Pero recordemos que el latín no estaba solo en el mundo, ni tampoco en Italia, ni siquiera en Roma, ciudad cosmopolita donde las hubiere, sino que convivía con otras lenguas: el osco, el umbro, el sabino, el falisco, el sículo, el… incluso lo estuvo el etrusco que tanto se empeñaron los romanos en enterrar. Y también con otras lenguas mucho más extranjeras que, imitando a los griegos, llegaron a llamar bárbaras, porque bar, bar, bar, bar, bar era lo que ellos entendían. Pero las lenguas que conviven durante más o menos tiempo, entran en contacto y, en consecuencia, se contagian, valga la redundancia, de influencias mutuas: léxicas las más comunes, fonéticas también, morfológicas en menor grado y sintácticas en un grado inferior. Y, como todos sabemos, cualquier enfermedad contagiosa deja secuelas, aunque desaparezca del todo, cosa que no sucede rápido, como si se queda o tarda unos siglos en desaparecer y luego elige otro lugar. Dime con quién andas y te diré quién eres. Estamos aún en el eje de coordenadas del espacio o en la sincronía. Los latines de Italia son diferentes de los de Iberia, la Galia, la Dacia, África, porque tienen contactos muy diferentes. Las lenguas que llamamos criollas e incluso el spanglish serían el ejemplo perfecto en el presente de lo que entonces había sucedió, sucedió y sucedía, ahora sucede, mañana sucederá y pasado habrá sucedido. Sí, porque las lenguas, desgraciadamente, mueren si no las usan.

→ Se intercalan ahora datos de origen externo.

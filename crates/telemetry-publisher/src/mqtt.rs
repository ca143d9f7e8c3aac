//! MQTT publisher built on the rumqttc synchronous client

use crate::{BrokerAddress, DeliveryQos, PublishError, TelemetrySink};
use rumqttc::{Client, ConnectReturnCode, Event, MqttOptions, Outgoing, Packet, QoS};
use std::sync::mpsc::{self, Receiver, RecvTimeoutError, TryRecvError};
use std::thread::{self, JoinHandle};
use std::time::{Duration, Instant};
use tracing::{debug, info, warn};
use uuid::Uuid;

/// How long `connect` waits for CONNACK
pub const CONNECT_TIMEOUT: Duration = Duration::from_secs(5);

/// How long a QoS 1/2 publish waits for PUBACK/PUBCOMP
pub const ACK_TIMEOUT: Duration = Duration::from_millis(5000);

/// How long a graceful disconnect waits for the event loop to stop
const DISCONNECT_TIMEOUT: Duration = Duration::from_millis(2000);

/// Keep-alive used when the caller passes zero
const DEFAULT_KEEP_ALIVE: Duration = Duration::from_secs(60);

/// Pending request slots between the client and its event loop
const REQUEST_CAPACITY: usize = 10;

/// Notifications forwarded by the event loop thread
#[derive(Debug)]
enum LinkEvent {
    Connected(ConnectReturnCode),
    Sent(u16),
    Acked(u16),
    Closed,
    Failed(String),
}

/// Pairs outgoing packet ids with broker acknowledgements
///
/// A QoS 1/2 publish that times out before its packet went out leaves an
/// orphaned `Sent` notification behind. Those are skipped so a later publish
/// never adopts another publish's packet id.
#[derive(Debug, Default)]
struct AckTracker {
    /// Timed-out publishes whose packet id was never seen
    orphaned: usize,
    /// Packet id of the publish being awaited
    pending: Option<u16>,
}

impl AckTracker {
    /// Start waiting for a new publish
    fn begin(&mut self) {
        self.pending = None;
    }

    /// Feed a notification; true once the awaited publish is acknowledged
    fn observe(&mut self, event: &LinkEvent) -> bool {
        match *event {
            // QoS 0 packets go out with id 0
            LinkEvent::Sent(0) => false,
            LinkEvent::Sent(id) => {
                if self.orphaned > 0 {
                    self.orphaned -= 1;
                } else if self.pending.is_none() {
                    self.pending = Some(id);
                }
                false
            }
            LinkEvent::Acked(id) => self.pending == Some(id),
            _ => false,
        }
    }

    /// Account for a notification that arrived between publishes
    fn discard(&mut self, event: &LinkEvent) {
        if matches!(*event, LinkEvent::Sent(id) if id != 0) && self.orphaned > 0 {
            self.orphaned -= 1;
        }
    }

    /// Give up on the awaited publish
    fn abandon(&mut self) {
        if self.pending.take().is_none() {
            self.orphaned += 1;
        }
    }
}

/// A live client plus the thread driving its network event loop
struct Link {
    client: Client,
    events: Receiver<LinkEvent>,
    worker: Option<JoinHandle<()>>,
    acks: AckTracker,
}

impl Link {
    fn open(address: &BrokerAddress, client_id: &str, keep_alive: Duration) -> Result<Self, PublishError> {
        let mut options = MqttOptions::new(client_id, address.host.clone(), address.port);
        options.set_keep_alive(keep_alive);
        options.set_clean_session(true);

        let (client, mut connection) = Client::new(options, REQUEST_CAPACITY);
        let (tx, events) = mpsc::channel();

        let worker = thread::Builder::new()
            .name("mqtt-link".to_string())
            .spawn(move || {
                for notification in connection.iter() {
                    let event = match notification {
                        Ok(Event::Incoming(Packet::ConnAck(ack))) => LinkEvent::Connected(ack.code),
                        Ok(Event::Incoming(Packet::PubAck(ack))) => LinkEvent::Acked(ack.pkid),
                        Ok(Event::Incoming(Packet::PubComp(comp))) => LinkEvent::Acked(comp.pkid),
                        Ok(Event::Outgoing(Outgoing::Publish(pkid))) => LinkEvent::Sent(pkid),
                        Ok(Event::Outgoing(Outgoing::Disconnect)) => {
                            let _ = tx.send(LinkEvent::Closed);
                            break;
                        }
                        Ok(_) => continue,
                        Err(e) => {
                            let _ = tx.send(LinkEvent::Failed(e.to_string()));
                            break;
                        }
                    };
                    if tx.send(event).is_err() {
                        break;
                    }
                }
                debug!("MQTT event loop stopped");
            })
            .map_err(|e| PublishError::Connection(e.to_string()))?;

        Ok(Self {
            client,
            events,
            worker: Some(worker),
            acks: AckTracker::default(),
        })
    }

    fn await_connack(&mut self, timeout: Duration) -> Result<(), PublishError> {
        let deadline = Instant::now() + timeout;
        loop {
            let remaining = deadline.saturating_duration_since(Instant::now());
            match self.events.recv_timeout(remaining) {
                Ok(LinkEvent::Connected(ConnectReturnCode::Success)) => return Ok(()),
                Ok(LinkEvent::Connected(code)) => {
                    return Err(PublishError::Refused(format!("{code:?}")))
                }
                Ok(LinkEvent::Failed(reason)) => return Err(PublishError::Connection(reason)),
                Ok(_) => continue,
                Err(RecvTimeoutError::Timeout) => return Err(PublishError::Timeout(timeout)),
                Err(RecvTimeoutError::Disconnected) => {
                    return Err(PublishError::Connection("event loop stopped".to_string()))
                }
            }
        }
    }

    /// Discard notifications left over from earlier publishes
    fn drain_stale(&mut self) -> Result<(), PublishError> {
        loop {
            match self.events.try_recv() {
                Ok(LinkEvent::Failed(reason)) => return Err(PublishError::Connection(reason)),
                Ok(LinkEvent::Closed) => {
                    return Err(PublishError::Connection("connection closed".to_string()))
                }
                Ok(event) => self.acks.discard(&event),
                Err(TryRecvError::Empty) => return Ok(()),
                Err(TryRecvError::Disconnected) => {
                    return Err(PublishError::Connection("event loop stopped".to_string()))
                }
            }
        }
    }

    fn publish(
        &mut self,
        topic: &str,
        payload: &[u8],
        qos: DeliveryQos,
        retain: bool,
        ack_timeout: Duration,
    ) -> Result<(), PublishError> {
        self.drain_stale()?;

        self.client
            .try_publish(topic, mqtt_qos(qos), retain, payload.to_vec())
            .map_err(|e| PublishError::Publish(e.to_string()))?;

        if !qos.requires_ack() {
            return Ok(());
        }
        self.await_ack(ack_timeout)
    }

    /// Wait for our packet id to go out and come back acknowledged
    fn await_ack(&mut self, timeout: Duration) -> Result<(), PublishError> {
        let deadline = Instant::now() + timeout;
        self.acks.begin();
        loop {
            let remaining = deadline.saturating_duration_since(Instant::now());
            match self.events.recv_timeout(remaining) {
                Ok(LinkEvent::Failed(reason)) => return Err(PublishError::Connection(reason)),
                Ok(LinkEvent::Closed) => {
                    return Err(PublishError::Connection("connection closed".to_string()))
                }
                Ok(event) => {
                    if self.acks.observe(&event) {
                        return Ok(());
                    }
                }
                Err(RecvTimeoutError::Timeout) => {
                    self.acks.abandon();
                    return Err(PublishError::Timeout(timeout));
                }
                Err(RecvTimeoutError::Disconnected) => {
                    return Err(PublishError::Connection("event loop stopped".to_string()))
                }
            }
        }
    }

    /// Stop the link; with `graceful` a DISCONNECT is sent first
    fn close(mut self, graceful: bool) {
        if graceful && self.client.disconnect().is_ok() {
            let deadline = Instant::now() + DISCONNECT_TIMEOUT;
            loop {
                let remaining = deadline.saturating_duration_since(Instant::now());
                match self.events.recv_timeout(remaining) {
                    Ok(LinkEvent::Closed | LinkEvent::Failed(_))
                    | Err(RecvTimeoutError::Disconnected) => {
                        if let Some(worker) = self.worker.take() {
                            let _ = worker.join();
                        }
                        break;
                    }
                    Ok(_) => continue,
                    Err(RecvTimeoutError::Timeout) => {
                        warn!("MQTT event loop did not stop within {:?}", DISCONNECT_TIMEOUT);
                        break;
                    }
                }
            }
        }
        // Dropping the client closes the request channel, which ends a
        // still-running event loop on its next poll.
    }
}

fn mqtt_qos(qos: DeliveryQos) -> QoS {
    match qos {
        DeliveryQos::AtMostOnce => QoS::AtMostOnce,
        DeliveryQos::AtLeastOnce => QoS::AtLeastOnce,
        DeliveryQos::ExactlyOnce => QoS::ExactlyOnce,
    }
}

/// MQTT telemetry sink
///
/// Owns the broker connection; dropping the publisher disconnects.
pub struct MqttPublisher {
    link: Option<Link>,
    connected: bool,
    connect_timeout: Duration,
    ack_timeout: Duration,
}

impl MqttPublisher {
    /// Create a disconnected publisher with default timeouts
    pub fn new() -> Self {
        Self::with_timeouts(CONNECT_TIMEOUT, ACK_TIMEOUT)
    }

    /// Create a disconnected publisher with custom timeouts
    pub fn with_timeouts(connect_timeout: Duration, ack_timeout: Duration) -> Self {
        Self {
            link: None,
            connected: false,
            connect_timeout,
            ack_timeout,
        }
    }
}

impl Default for MqttPublisher {
    fn default() -> Self {
        Self::new()
    }
}

impl TelemetrySink for MqttPublisher {
    fn connect(
        &mut self,
        broker_uri: &str,
        client_id: &str,
        keep_alive: Duration,
    ) -> Result<(), PublishError> {
        if self.connected {
            return Ok(());
        }
        if let Some(stale) = self.link.take() {
            stale.close(false);
        }

        let address: BrokerAddress = broker_uri.parse()?;
        let client_id = if client_id.is_empty() {
            format!("telemetry-{}", Uuid::new_v4().simple())
        } else {
            client_id.to_string()
        };
        let keep_alive = if keep_alive.is_zero() {
            DEFAULT_KEEP_ALIVE
        } else {
            keep_alive.max(Duration::from_secs(1))
        };

        debug!("Connecting to MQTT broker {} as {}", address, client_id);
        let mut link = Link::open(&address, &client_id, keep_alive)?;
        if let Err(e) = link.await_connack(self.connect_timeout) {
            warn!("MQTT connect to {} failed: {}", address, e);
            link.close(false);
            return Err(e);
        }

        info!("Connected to MQTT broker: {}", address);
        self.link = Some(link);
        self.connected = true;
        Ok(())
    }

    fn publish(
        &mut self,
        topic: &str,
        payload: &[u8],
        qos: DeliveryQos,
        retain: bool,
    ) -> Result<(), PublishError> {
        if !self.connected {
            return Err(PublishError::NotConnected);
        }
        let ack_timeout = self.ack_timeout;
        let link = self.link.as_mut().ok_or(PublishError::NotConnected)?;

        let result = link.publish(topic, payload, qos, retain, ack_timeout);
        if let Err(PublishError::Connection(reason)) = &result {
            warn!("MQTT link lost: {}", reason);
            self.connected = false;
        }
        result
    }

    fn disconnect(&mut self) {
        if let Some(link) = self.link.take() {
            link.close(self.connected);
            info!("Disconnected from MQTT broker");
        }
        self.connected = false;
    }

    fn is_connected(&self) -> bool {
        self.connected
    }
}

impl Drop for MqttPublisher {
    fn drop(&mut self) {
        self.disconnect();
    }
}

Entremos ahora en el eje del tiempo, en la diacronía. Puesto que las lenguas no son inmutables, antes al contrario, son el río de Heráclito, aunque con muchos más afluentes, se van transformando generación tras generación. Civilizaciones que han llegado, han convivido y finalmente se han ido, no con las manos vacías ni sin dejar nada a cambio. El tiempo no perdona ni a las lenguas. Y en su curso, con la incorporación de afluentes más o menos caudalosos, se ensanchan, saltan, erosionan, a veces se contaminan y contaminan, se pesca en ellos, se navega por ellos, se adornan con puertos, se construyen pantanos. Sí, las revoluciones culturales son los puertos y pantanos de los ríos lingüísticos: entran los comerciantes y nos dejan un amplio vocabulario sobre temas que ni conocíamos: pintura, escultura, música, filosofía, astronomía que almacenaremos en los cultismos. Otros marineros dejan esas novias en cada puerto o préstamos. Las comunidades de hablantes construimos los diques, almacenamos y bebemos del rico y variado conjunto. En estos embalses lingüísticos encontraremos incorrecciones antiguas que son ahora admitidas por las academias reales o republicanas, préstamos de otras lenguas que se pusieron de moda y ahora nos visten, reglas fonéticas que siguen actuando, tendencias nuevas, invenciones más o menos influyentes, con más o menos seguidores. Demos un like a la riqueza cultural de nuestras atávicas lenguas latinas o románicas que compartimos los hablantes de español, catalán, asturiano, aragonés, gallego, portugués, provenzal, francés, francoprovenzal, sardo, retorrománico, italiano-toscano, napolitano, siciliano, rumano; aceptemos como amigos esos cientos de dialectos que derivan y a las lenguas criollas que no vacilan en mezclarse. Recordemos con profundo pesar el dálmata, cuya cuenta desapareció por necedad humana.